One of the main difficulties when having this kind of conversations is that we always have to make some sort of generalizations. When we speak of sex and health, each term can imply countless acts and meanings.Sam Vara wrote:Indeed, it's all relative, isn't it? If one is averse to the idea of sex for some reason, then it is easy to portray it as both unintelligent, and harmful. But by the same token, the majority of people I know would consider that getting sex with desirable people takes intelligence and hard work - even if others culturally despise the manifestations of that intelligence. They would also point to the huge decline in deaths related to childbirth, and give thanks for the medical technology that made this happen. In my country, women live on average well into their ninth decade, and obstetric and contraception-related terms appear on only a tiny proportion of death certificates. They might well consider that a life of voluntary celibacy and childlessness is a life of pointless self-denial. Often, when we don't much care for what people do, we tend to call it unintelligent, or harmful in ways that they don't understand. But who gets to decide what intelligence is in this case, or what is harmful?Bundokji wrote: I think the terms "stupidity" and "intelligence" can be used in many different ways
One way to decide what intelligence is or what is harmful is to look at the underlying intentions of the act. It is not necessarily the act itself, but why we do it and how we do it determine to a large extent the consequences of the action.

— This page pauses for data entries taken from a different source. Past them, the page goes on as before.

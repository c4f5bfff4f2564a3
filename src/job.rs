//! The root task the binary runs: a configured command executed inside a
//! freshly provisioned environment.

use std::path::PathBuf;
use std::time::Duration;

use async_trait::async_trait;
use tracing::info;

use crate::config::RunnerConfig;
use crate::provision::Workflow;
use crate::task::{CommandLine, ProcessTask, Task, TaskContext, TaskError, Work};

/// Provision, run the command (if any), tear down.
pub struct ProvisionedJob {
    workflow: Workflow,
    command: Option<CommandLine>,
    command_timeout: Option<Duration>,
    workdir: PathBuf,
}

impl ProvisionedJob {
    pub fn new(workflow: Workflow, workdir: impl Into<PathBuf>) -> Self {
        Self {
            workflow,
            command: None,
            command_timeout: None,
            workdir: workdir.into(),
        }
    }

    pub fn from_config(config: &RunnerConfig) -> Self {
        let job = Self::new(Workflow::from_config(config), config.workdir.clone());
        match &config.command {
            Some(script) => job.with_command(
                CommandLine::shell(script.as_str()),
                config.command_timeout(),
            ),
            None => job,
        }
    }

    /// Run `command` in the workdir once the environment is up; `timeout`
    /// of `None` leaves it unbounded.
    pub fn with_command(mut self, command: CommandLine, timeout: Option<Duration>) -> Self {
        self.command = Some(command);
        self.command_timeout = timeout;
        self
    }

    pub fn workflow(&self) -> &Workflow {
        &self.workflow
    }

    async fn run_command(&self, ctx: &TaskContext) -> Result<(), TaskError> {
        let Some(command) = &self.command else {
            info!("No command configured, provisioning only");
            return Ok(());
        };
        let process = ProcessTask::new(command.clone()).in_dir(&self.workdir);
        ctx.execute_subtask(Task::new(process).with_timeout(self.command_timeout))
            .await
    }
}

#[async_trait]
impl Work for ProvisionedJob {
    async fn run(&self, ctx: &TaskContext) -> Result<(), TaskError> {
        self.workflow.run(ctx, || self.run_command(ctx)).await
    }

    fn label(&self) -> String {
        match &self.command {
            Some(command) => format!("ProvisionedJob({})", command),
            None => "ProvisionedJob".to_string(),
        }
    }
}
#[cfg(test)]
mod tests {
    use super::*;
    use crate::test_support::FakeTools;
    use std::sync::atomic::{AtomicBool, Ordering};

    fn workflow(fake: &FakeTools, topology: Topology) -> Workflow {
        Workflow::new(
            topology,
            VagrantBox::new("freeipa/ci-master-f28", "0.2.5"),
            fake.image_store(),
            Toolbox::new(fake.tools(), fake.path()),
        )
        .link_image(false)
    }

    /// vagrant fails the first `up` it sees, then behaves.
    fn fail_first_up(fake: &mut FakeTools) {
        let marker = fake.path().join("up.failed");
        fake.vagrant(&format!(
            "if [ \"$1\" = up ] && [ ! -e \"{m}\" ]; then touch \"{m}\"; exit 1; fi",
            m = marker.display()
        ));
    }

    fn vagrant_calls(fake: &FakeTools) -> Vec<String> {
        fake.calls()
            .into_iter()
            .filter(|c| c.starts_with("vagrant ") && !c.starts_with("vagrant box"))
            .collect()
    }

    #[tokio::test]
    async fn single_host_happy_path() {
        let fake = FakeTools::new();
        let wf = workflow(&fake, Topology::Single);
        let ran = AtomicBool::new(false);

        wf.run(&TaskContext::root(), || async {
            ran.store(true, Ordering::SeqCst);
            Ok(())
        })
        .await
        .unwrap();

        assert!(ran.load(Ordering::SeqCst));
        assert_eq!(
            vagrant_calls(&fake),
            vec![
                "vagrant up --no-provision --parallel",
                "vagrant provision",
                "vagrant destroy --force",
            ]
        );
        assert_eq!(
            wf.stages(),
            vec![
                Stage::NotStarted,
                Stage::BoxReady,
                Stage::HostsUp,
                Stage::Provisioned,
                Stage::Done,
                Stage::TornDown,
            ]
        );
    }

    #[tokio::test]
    async fn single_host_recovers_from_one_bring_up_failure() {
        let mut fake = FakeTools::new();
        fail_first_up(&mut fake);
        let wf = workflow(&fake, Topology::Single);

        wf.run(&TaskContext::root(), || async { Ok(()) })
            .await
            .unwrap();

        assert_eq!(fake.count("vagrant destroy --force"), 2);
        assert_eq!(
            vagrant_calls(&fake),
            vec![
                "vagrant up --no-provision --parallel",
                "vagrant destroy --force",
                "vagrant up --no-provision --parallel",
                "vagrant provision",
                "vagrant destroy --force",
            ]
        );
        assert_eq!(
            wf.stages(),
            vec![
                Stage::NotStarted,
                Stage::BoxReady,
                Stage::Recovering,
                Stage::HostsUp,
                Stage::Provisioned,
                Stage::Done,
                Stage::TornDown,
            ]
        );
    }

    #[tokio::test]
    async fn single_host_second_failure_propagates_and_still_tears_down() {
        let mut fake = FakeTools::new();
        fake.vagrant("[ \"$1\" = provision ] && exit 2");
        let wf = workflow(&fake, Topology::Single);
        let ran = AtomicBool::new(false);

        let err = wf
            .run(&TaskContext::root(), || async {
                ran.store(true, Ordering::SeqCst);
                Ok(())
            })
            .await
            .unwrap_err();

        assert_eq!(err.exit_code(), Some(2));
        assert!(!ran.load(Ordering::SeqCst));
        assert_eq!(fake.count("vagrant provision"), 2);
        assert_eq!(fake.count("vagrant destroy --force"), 2);
        assert_eq!(wf.stage(), Stage::TornDown);
    }

    #[tokio::test]
    async fn body_failure_propagates_after_teardown() {
        let fake = FakeTools::new();
        let wf = workflow(&fake, Topology::Single);

        let err = wf
            .run(&TaskContext::root(), || async {
                Err(TaskError::failed_with("tests", "3 failed"))
            })
            .await
            .unwrap_err();

        assert_eq!(err.to_string(), "tests 3 failed");
        assert_eq!(fake.count("vagrant destroy --force"), 1);
        assert!(!wf.stages().contains(&Stage::Done));
    }

    #[tokio::test]
    async fn no_destroy_skips_teardown() {
        let fake = FakeTools::new();
        let wf = workflow(&fake, Topology::Single).no_destroy(true);
        wf.run(&TaskContext::root(), || async { Ok(()) })
            .await
            .unwrap();
        assert_eq!(fake.count("vagrant destroy --force"), 0);
        assert_eq!(wf.stage(), Stage::Done);
    }

    #[tokio::test]
    async fn box_download_failure_skips_body_but_tears_down() {
        let mut fake = FakeTools::new();
        fake.vagrant("[ \"$1\" = box ] && exit 1");
        let wf = workflow(&fake, Topology::Single);

        let err = wf
            .run(&TaskContext::root(), || async { Ok(()) })
            .await
            .unwrap_err();

        assert!(err.task().contains("box add"));
        assert_eq!(fake.count("vagrant destroy --force"), 1);
        assert_eq!(wf.stages(), vec![Stage::NotStarted, Stage::TornDown]);
    }

    fn write_inventory(fake: &FakeTools) {
        let path = fake.path().join(INVENTORY_PATH);
        std::fs::create_dir_all(path.parent().unwrap()).unwrap();
        std::fs::write(
            &path,
            "root ansible_host=1.2.3.4\nforest ansible_host=1.2.3.5\nmaster ansible_host=1.2.3.6\n",
        )
        .unwrap();
    }

    #[tokio::test]
    async fn directory_happy_path() {
        let fake = FakeTools::new();
        write_inventory(&fake);
        let wf = workflow(&fake, Topology::Directory);

        wf.run(&TaskContext::root(), || async { Ok(()) })
            .await
            .unwrap();

        let inventory = fake.path().join(INVENTORY_PATH).display().to_string();
        let calls: Vec<String> = fake
            .calls()
            .into_iter()
            .filter(|c| !c.starts_with("vagrant box"))
            .collect();
        assert_eq!(
            calls,
            vec![
                "vagrant up root --no-provision".to_string(),
                "vagrant up forest --no-provision".to_string(),
                format!("cat {}", inventory),
                format!("ansible-playbook -vvv provision_ad.yml -i {}", inventory),
                "vagrant up master controller --no-provision --parallel".to_string(),
                "vagrant provision".to_string(),
                "vagrant up master controller --no-provision --parallel".to_string(),
                "vagrant destroy --force".to_string(),
            ]
        );

        let rewritten = std::fs::read_to_string(fake.path().join(INVENTORY_PATH)).unwrap();
        assert!(rewritten.starts_with("master ansible_host=1.2.3.6\n[windows]\nroot"));
        assert_eq!(wf.stage(), Stage::TornDown);
    }

    #[tokio::test]
    async fn directory_root_bring_up_failing_every_attempt_does_not_abort() {
        let mut fake = FakeTools::new();
        fake.vagrant("[ \"$1 $2\" = \"up root\" ] && exit 1");
        let wf = workflow(&fake, Topology::Directory);

        wf.run(&TaskContext::root(), || async { Ok(()) })
            .await
            .unwrap();

        assert_eq!(fake.count("vagrant up root --no-provision"), 3);
        assert_eq!(fake.count("vagrant up forest --no-provision"), 0);
        // Provisioning still happened, against hosts in unknown state.
        assert_eq!(fake.count("vagrant provision"), 1);
        assert!(fake
            .calls()
            .iter()
            .any(|c| c.starts_with("ansible-playbook")));
        assert!(!wf.stages().contains(&Stage::Recovering));
        assert!(wf.stages().contains(&Stage::Done));
    }

    #[tokio::test]
    async fn directory_root_bring_up_retries_until_success() {
        let mut fake = FakeTools::new();
        fail_first_up(&mut fake);
        let wf = workflow(&fake, Topology::Directory);

        wf.run(&TaskContext::root(), || async { Ok(()) })
            .await
            .unwrap();

        assert_eq!(fake.count("vagrant up root --no-provision"), 2);
        assert_eq!(fake.count("vagrant up forest --no-provision"), 1);
        assert_eq!(fake.count("vagrant destroy --force"), 1);
    }

    #[tokio::test]
    async fn directory_failure_recovers_once() {
        let mut fake = FakeTools::new();
        let marker = fake.path().join("provision.failed");
        fake.vagrant(&format!(
            "if [ \"$1\" = provision ] && [ ! -e \"{m}\" ]; then touch \"{m}\"; exit 1; fi",
            m = marker.display()
        ));
        let wf = workflow(&fake, Topology::Directory);

        wf.run(&TaskContext::root(), || async { Ok(()) })
            .await
            .unwrap();

        let calls = vagrant_calls(&fake);
        let recovery_start = calls
            .iter()
            .position(|c| c == "vagrant destroy --force")
            .unwrap();
        assert_eq!(
            calls[recovery_start..].to_vec(),
            vec![
                "vagrant destroy --force",
                "vagrant up root --no-provision",
                "vagrant up forest --no-provision",
                "vagrant up master controller --no-provision --parallel",
                "vagrant provision",
                "vagrant destroy --force",
            ]
        );
        assert!(wf.stages().contains(&Stage::Recovering));
    }

    #[tokio::test]
    async fn directory_second_failure_propagates() {
        let mut fake = FakeTools::new();
        fake.vagrant("[ \"$1\" = provision ] && exit 4");
        let wf = workflow(&fake, Topology::Directory);

        let err = wf
            .run(&TaskContext::root(), || async { Ok(()) })
            .await
            .unwrap_err();

        assert_eq!(err.exit_code(), Some(4));
        assert_eq!(fake.count("vagrant provision"), 2);
        assert_eq!(fake.count("vagrant destroy --force"), 2);
    }

    #[test]
    fn topology_parses_from_config_values() {
        let t: Topology = serde_yaml::from_str("directory").unwrap();
        assert_eq!(t, Topology::Directory);
        assert_eq!(Topology::default(), Topology::Single);
    }
}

Generally speaking, the main motive behind seeking sex is sensual pleasure. If the well being of man depends on achieving sensual pleasure, then the likelihood of it becoming a cause of future pain is considerable.
There is also the question of opportunity cost. As you mentioned, "getting sex with desirable people takes intelligence and hard work" and every choice we make in our short life span comes at the expense of something else, so voluntary celibacy and childlessness are not necessarily pointless self-denial, but can be the wisdom of dedicating time and energy to a more worthy cause. Kamma is not only what we do, but what we don't do.
Also different stages in life imply different types of appropriate behavior as we mature and continue to learn. It can be argued that it is more natural and healthy for young people to explore sexual relationships that older ones. If my memory serves me correctly, in the hindu tradition, to seek sex and family life till the end of your twenties is considered appropriate. The Buddha himself lived this type of life until he was twenty nine years old.
When it comes to health, longevity can be misleading. What constitutes a healthy life is a very complicated topic, and yet, we are definitely not here to survive. Why do we want to live longer? having more sex does not seem to answer the question.
So, the question is not whether sex is healthy or harmful, but how to take its right place in the human life. As sex has the potential to be misused and harmful, also celibacy can be harmful if it becomes a form of suppression or done for the wrong reasons.